▶ Problem statement
From the top of the entries below through the line containing "The exit event", return every line exactly as written, please, and stop there.

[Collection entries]
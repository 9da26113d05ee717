//! Launches the external filter job and drives it to a terminal state.
//!
//! [`JobSupervisor::submit`] validates the request, starts the process and
//! returns at once. Everything that happens afterwards (output chunks, poll
//! ticks, process exit) arrives as a [`JobEvent`] on the job's channel and is
//! applied in arrival order by [`JobSupervisor::handle_event`]. The exit event
//! is always the last one a job produces: the exit watcher joins both output
//! readers before sending it.

use std::fs;
use std::path::Path;
use std::process::Stdio;
use std::sync::Arc;
use std::time::Duration;

use tokio::io::{AsyncRead, AsyncReadExt};
use tokio::process::Command;
use tokio::sync::mpsc::{self, UnboundedReceiver, UnboundedSender};
use tokio::task::JoinHandle;
use tokio::time::MissedTickBehavior;

use crate::config::{DistfilterConfig, ExitPolicy, MonitorStrategy};
use crate::error::{FolderRole, JobError};
use crate::gallery::Gallery;
use crate::monitor::{
    FolderPollMonitor, OutputStream, ProgressMonitor, StreamMarkerMonitor, count_with_extension,
    has_extension,
};
use crate::reporter::{ProgressReporter, ProgressSink};
use crate::results::{FinalReport, ResultsFinalizer};
use crate::state_machine::{
    Job, JobRequest, JobSpec, JobState, JobSummary, StateMachine, Transition, Trigger,
};

const READ_CHUNK: usize = 4096;

// How long the exit watcher waits for both output readers to hit EOF once the
// child is gone. Orphaned grandchildren can keep the pipes open.
const OUTPUT_GRACE: Duration = Duration::from_secs(5);

/// One message on a job's event channel.
#[derive(Debug)]
pub enum JobEvent {
    Output { stream: OutputStream, bytes: Vec<u8> },
    Tick,
    Exited { code: Option<i32> },
}

/// Receiving end of a launched job's events.
pub struct JobHandle {
    job_id: String,
    events: UnboundedReceiver<JobEvent>,
}

impl JobHandle {
    pub fn job_id(&self) -> &str {
        &self.job_id
    }

    pub async fn next_event(&mut self) -> Option<JobEvent> {
        self.events.recv().await
    }
}

/// Result of a job that went through finalization.
#[derive(Debug, Clone)]
pub struct JobReport {
    pub summary: JobSummary,
    pub results: FinalReport,
}

impl JobReport {
    pub fn exit_code(&self) -> Option<i32> {
        self.summary.exit_code
    }

    /// Exit code 0. A finalized job may still have exited non-zero under
    /// [`ExitPolicy::AlwaysFinalize`].
    pub fn exited_cleanly(&self) -> bool {
        self.summary.exit_code == Some(0)
    }
}

// Runtime pieces that only exist once the process started.
struct ActiveRun {
    spec: JobSpec,
    monitor: ProgressMonitor,
    reporter: ProgressReporter,
    ticker: Option<JoinHandle<()>>,
}

// Everything the supervisor knows about the current (or last) job.
// Replaced wholesale on every submission.
struct JobContext {
    job: Job,
    run: Option<ActiveRun>,
}

/// Owns the external process for one job at a time.
pub struct JobSupervisor {
    config: DistfilterConfig,
    finalizer: ResultsFinalizer,
    sink: Arc<dyn ProgressSink>,
    gallery: Box<dyn Gallery>,
    context: Option<JobContext>,
}

impl JobSupervisor {
    pub fn new(config: DistfilterConfig, sink: Arc<dyn ProgressSink>, gallery: Box<dyn Gallery>) -> Self {
        let finalizer = ResultsFinalizer::new(&config.results_log, &config.fallback_message);
        Self {
            config,
            finalizer,
            sink,
            gallery,
            context: None,
        }
    }

    /// State of the current job, `Idle` before the first submission.
    pub fn state(&self) -> JobState {
        self.context
            .as_ref()
            .map_or(JobState::Idle, |ctx| ctx.job.state)
    }

    /// Summary of the current job, if it got far enough to have a spec.
    pub fn summary(&self) -> Option<JobSummary> {
        let ctx = self.context.as_ref()?;
        let run = ctx.run.as_ref()?;
        Some(JobSummary::from_job(&ctx.job, &run.spec))
    }

    /// Validates `request` and starts the external process without waiting on it.
    ///
    /// Must be called from within a tokio runtime. A rejected submission while
    /// a job is active leaves that job untouched; any other failure marks the
    /// new job `Failed` without starting a process.
    pub fn submit(&mut self, request: JobRequest) -> Result<JobHandle, JobError> {
        if self.context.as_ref().is_some_and(|ctx| ctx.job.is_active()) {
            tracing::warn!("submission rejected: a job is already running");
            return Err(JobError::JobAlreadyRunning);
        }

        let mut job = Job::new();
        match self.launch(&job, request) {
            Ok((run, handle)) => {
                advance(&mut job, Trigger::Launched);
                self.context = Some(JobContext {
                    job,
                    run: Some(run),
                });
                Ok(handle)
            }
            Err(err) => {
                advance(&mut job, Trigger::Failed);
                tracing::error!(job_id = %job.id, error = %err, "job failed before start");
                self.context = Some(JobContext { job, run: None });
                Err(err)
            }
        }
    }

    /// Drives a launched job until it completes or fails.
    pub async fn run(&mut self, mut handle: JobHandle) -> Result<JobReport, JobError> {
        while let Some(event) = handle.next_event().await {
            if let Some(outcome) = self.handle_event(event) {
                return outcome;
            }
        }
        // Every sender is gone without an exit notification.
        if let Some(ctx) = self.context.as_mut() {
            if let Some(ticker) = ctx.run.as_mut().and_then(|run| run.ticker.take()) {
                ticker.abort();
            }
            tracing::error!(job_id = %ctx.job.id, "job events ended without an exit status");
            advance(&mut ctx.job, Trigger::Failed);
        }
        Err(JobError::ProcessExit { code: None })
    }

    /// Applies one event. Returns the outcome once the job is terminal.
    pub fn handle_event(&mut self, event: JobEvent) -> Option<Result<JobReport, JobError>> {
        let Some(ctx) = self.context.as_mut() else {
            tracing::debug!(?event, "event without a job");
            return None;
        };
        if ctx.job.state != JobState::Running {
            tracing::debug!(state = %ctx.job.state, "event ignored outside RUNNING");
            return None;
        }
        let run = ctx.run.as_mut()?;

        match event {
            JobEvent::Output { stream, bytes } => {
                if let Some(sample) = run.monitor.on_bytes(stream, &bytes) {
                    run.reporter.report(sample);
                }
                None
            }
            JobEvent::Tick => {
                if let Some(sample) = run.monitor.tick() {
                    run.reporter.report(sample);
                }
                None
            }
            JobEvent::Exited { code } => Some(finish(
                ctx,
                &self.finalizer,
                self.gallery.as_mut(),
                self.config.exit_policy,
                code,
            )),
        }
    }

    fn launch(&self, job: &Job, request: JobRequest) -> Result<(ActiveRun, JobHandle), JobError> {
        let input_dir = request
            .input_dir
            .filter(|p| !p.as_os_str().is_empty())
            .ok_or(JobError::MissingFolder(FolderRole::Input))?;
        let output_dir = request
            .output_dir
            .filter(|p| !p.as_os_str().is_empty())
            .ok_or(JobError::MissingFolder(FolderRole::Output))?;

        let unit_count = count_with_extension(&input_dir, &self.config.input_extension);
        if unit_count == 0 {
            return Err(JobError::EmptyInput {
                dir: input_dir,
                extension: self.config.input_extension.clone(),
            });
        }
        let spec = JobSpec::new(request.kernel_size, input_dir, output_dir, unit_count);

        if self.config.purge_stale_artifacts {
            if same_folder(spec.input_dir(), spec.output_dir()) {
                tracing::warn!(
                    job_id = %job.id,
                    dir = %spec.output_dir().display(),
                    "output folder is the input folder; stale artifacts kept"
                );
            } else {
                purge_artifacts(spec.output_dir(), &self.config.artifact_extension);
            }
        }

        let line = command_line(&self.config, &spec);
        let program = line[0].clone();
        fs::create_dir_all(spec.output_dir()).map_err(|source| JobError::Launch {
            program: program.clone(),
            source,
        })?;

        let mut child = Command::new(&program)
            .args(&line[1..])
            .stdin(Stdio::null())
            .stdout(Stdio::piped())
            .stderr(Stdio::piped())
            .kill_on_drop(true)
            .spawn()
            .map_err(|source| JobError::Launch {
                program: program.clone(),
                source,
            })?;

        tracing::info!(
            job_id = %job.id,
            unit_count = spec.unit_count(),
            kernel_size = spec.kernel_size(),
            input_dir = %spec.input_dir().display(),
            command = %line.join(" "),
            "job launched"
        );

        let (tx, rx) = mpsc::unbounded_channel();
        let readers: Vec<JoinHandle<()>> = [
            child
                .stdout
                .take()
                .map(|out| tokio::spawn(forward_output(out, OutputStream::Stdout, tx.clone()))),
            child
                .stderr
                .take()
                .map(|err| tokio::spawn(forward_output(err, OutputStream::Stderr, tx.clone()))),
        ]
        .into_iter()
        .flatten()
        .collect();

        let exit_tx = tx.clone();
        let job_id = job.id.clone();
        tokio::spawn(async move {
            let code = match child.wait().await {
                Ok(status) => status.code(),
                Err(err) => {
                    tracing::warn!(%job_id, error = %err, "waiting on job process failed");
                    None
                }
            };
            let drained = tokio::time::timeout(OUTPUT_GRACE, async {
                for reader in readers {
                    let _ = reader.await;
                }
            })
            .await;
            if drained.is_err() {
                tracing::warn!(%job_id, "output still open after exit; stopped reading");
            }
            tracing::info!(%job_id, ?code, "job process exited");
            let _ = exit_tx.send(JobEvent::Exited { code });
        });

        let monitor = match self.config.strategy {
            MonitorStrategy::StreamMarker => ProgressMonitor::StreamMarker(StreamMarkerMonitor::new()),
            MonitorStrategy::FolderPoll => ProgressMonitor::FolderPoll(FolderPollMonitor::new(
                spec.output_dir(),
                self.config.artifact_extension.as_str(),
                self.config.artifacts_per_unit,
                unit_count,
            )),
        };
        let ticker = monitor
            .needs_ticks()
            .then(|| tokio::spawn(tick_every(self.config.poll_interval(), tx)));
        let reporter = ProgressReporter::new(self.sink.clone(), unit_count);

        let handle = JobHandle {
            job_id: job.id.clone(),
            events: rx,
        };
        let run = ActiveRun {
            spec,
            monitor,
            reporter,
            ticker,
        };
        Ok((run, handle))
    }
}

fn advance(job: &mut Job, trigger: Trigger) {
    if let Transition::Rejected { state, trigger } = StateMachine::next(job, trigger) {
        tracing::debug!(job_id = %job.id, %state, ?trigger, "transition rejected");
    }
}

fn finish(
    ctx: &mut JobContext,
    finalizer: &ResultsFinalizer,
    gallery: &mut dyn Gallery,
    policy: ExitPolicy,
    code: Option<i32>,
) -> Result<JobReport, JobError> {
    ctx.job.exit_code = code;
    advance(&mut ctx.job, Trigger::ProcessExited);
    let Some(run) = ctx.run.as_mut() else {
        advance(&mut ctx.job, Trigger::Failed);
        return Err(JobError::ProcessExit { code });
    };

    let clean = code == Some(0);
    if !clean && policy == ExitPolicy::FailOnNonZero {
        if let Some(ticker) = run.ticker.take() {
            ticker.abort();
        }
        advance(&mut ctx.job, Trigger::Failed);
        tracing::error!(job_id = %ctx.job.id, ?code, "job exited with failure; results skipped");
        return Err(JobError::ProcessExit { code });
    }
    if !clean {
        tracing::warn!(job_id = %ctx.job.id, ?code, "job exited with failure; finalizing anyway");
    }

    let results = finalizer.finalize(
        &mut run.monitor,
        &mut run.reporter,
        run.ticker.take(),
        gallery,
        run.spec.output_dir(),
    );
    advance(&mut ctx.job, Trigger::Finalized);

    Ok(JobReport {
        summary: JobSummary::from_job(&ctx.job, &run.spec),
        results,
    })
}

/// Full argv for the launcher, in contract order:
/// launcher, fixed flags, optional `--hostfile`, executable, positional args.
pub fn command_line(config: &DistfilterConfig, spec: &JobSpec) -> Vec<String> {
    let mut line = vec![config.launcher.clone()];
    line.extend(config.launch_flags.iter().cloned());
    if let Some(hostfile) = config.hostfile.as_deref().filter(|h| !h.is_empty()) {
        line.push("--hostfile".to_string());
        line.push(hostfile.to_string());
    }
    line.push(config.executable.clone());
    line.extend(spec.positional_args());
    line
}

// Both paths resolve to the same directory. A missing output folder cannot
// be the (existing) input folder.
fn same_folder(input_dir: &Path, output_dir: &Path) -> bool {
    match (fs::canonicalize(input_dir), fs::canonicalize(output_dir)) {
        (Ok(input), Ok(output)) => input == output,
        _ => false,
    }
}

/// Removes leftover artifacts from an earlier run. Best-effort: failures are
/// logged and skipped. Returns how many files were removed.
pub fn purge_artifacts(dir: &Path, extension: &str) -> usize {
    let Ok(entries) = fs::read_dir(dir) else {
        return 0;
    };
    let mut removed = 0;
    for path in entries
        .filter_map(Result::ok)
        .filter(|e| e.file_type().is_ok_and(|t| t.is_file()))
        .map(|e| e.path())
        .filter(|p| has_extension(p, extension))
    {
        match fs::remove_file(&path) {
            Ok(()) => removed += 1,
            Err(err) => {
                tracing::warn!(path = %path.display(), error = %err, "could not remove stale artifact");
            }
        }
    }
    if removed > 0 {
        tracing::debug!(dir = %dir.display(), removed, "purged stale artifacts");
    }
    removed
}

async fn forward_output<R>(mut reader: R, stream: OutputStream, tx: UnboundedSender<JobEvent>)
where
    R: AsyncRead + Unpin,
{
    let mut buf = vec![0u8; READ_CHUNK];
    loop {
        match reader.read(&mut buf).await {
            Ok(0) => break,
            Ok(n) => {
                let event = JobEvent::Output {
                    stream,
                    bytes: buf[..n].to_vec(),
                };
                if tx.send(event).is_err() {
                    break;
                }
            }
            Err(err) => {
                tracing::debug!(?stream, error = %err, "reading job output failed");
                break;
            }
        }
    }
}

async fn tick_every(period: Duration, tx: UnboundedSender<JobEvent>) {
    let mut interval = tokio::time::interval(period);
    interval.set_missed_tick_behavior(MissedTickBehavior::Skip);
    loop {
        interval.tick().await;
        if tx.send(JobEvent::Tick).is_err() {
            break;
        }
    }
}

▶ Response
repository 9da26113d05ee717
//! Launches the external filter job and drives it to a terminal state.
//!
//! [`JobSupervisor::submit`] validates the request, starts the process and
//! returns at once. Everything that happens afterwards (output chunks, poll
//! ticks, process exit) arrives as a [`JobEvent`] on the job's channel and is
//! applied in arrival order by [`JobSupervisor::handle_event`]. The exit event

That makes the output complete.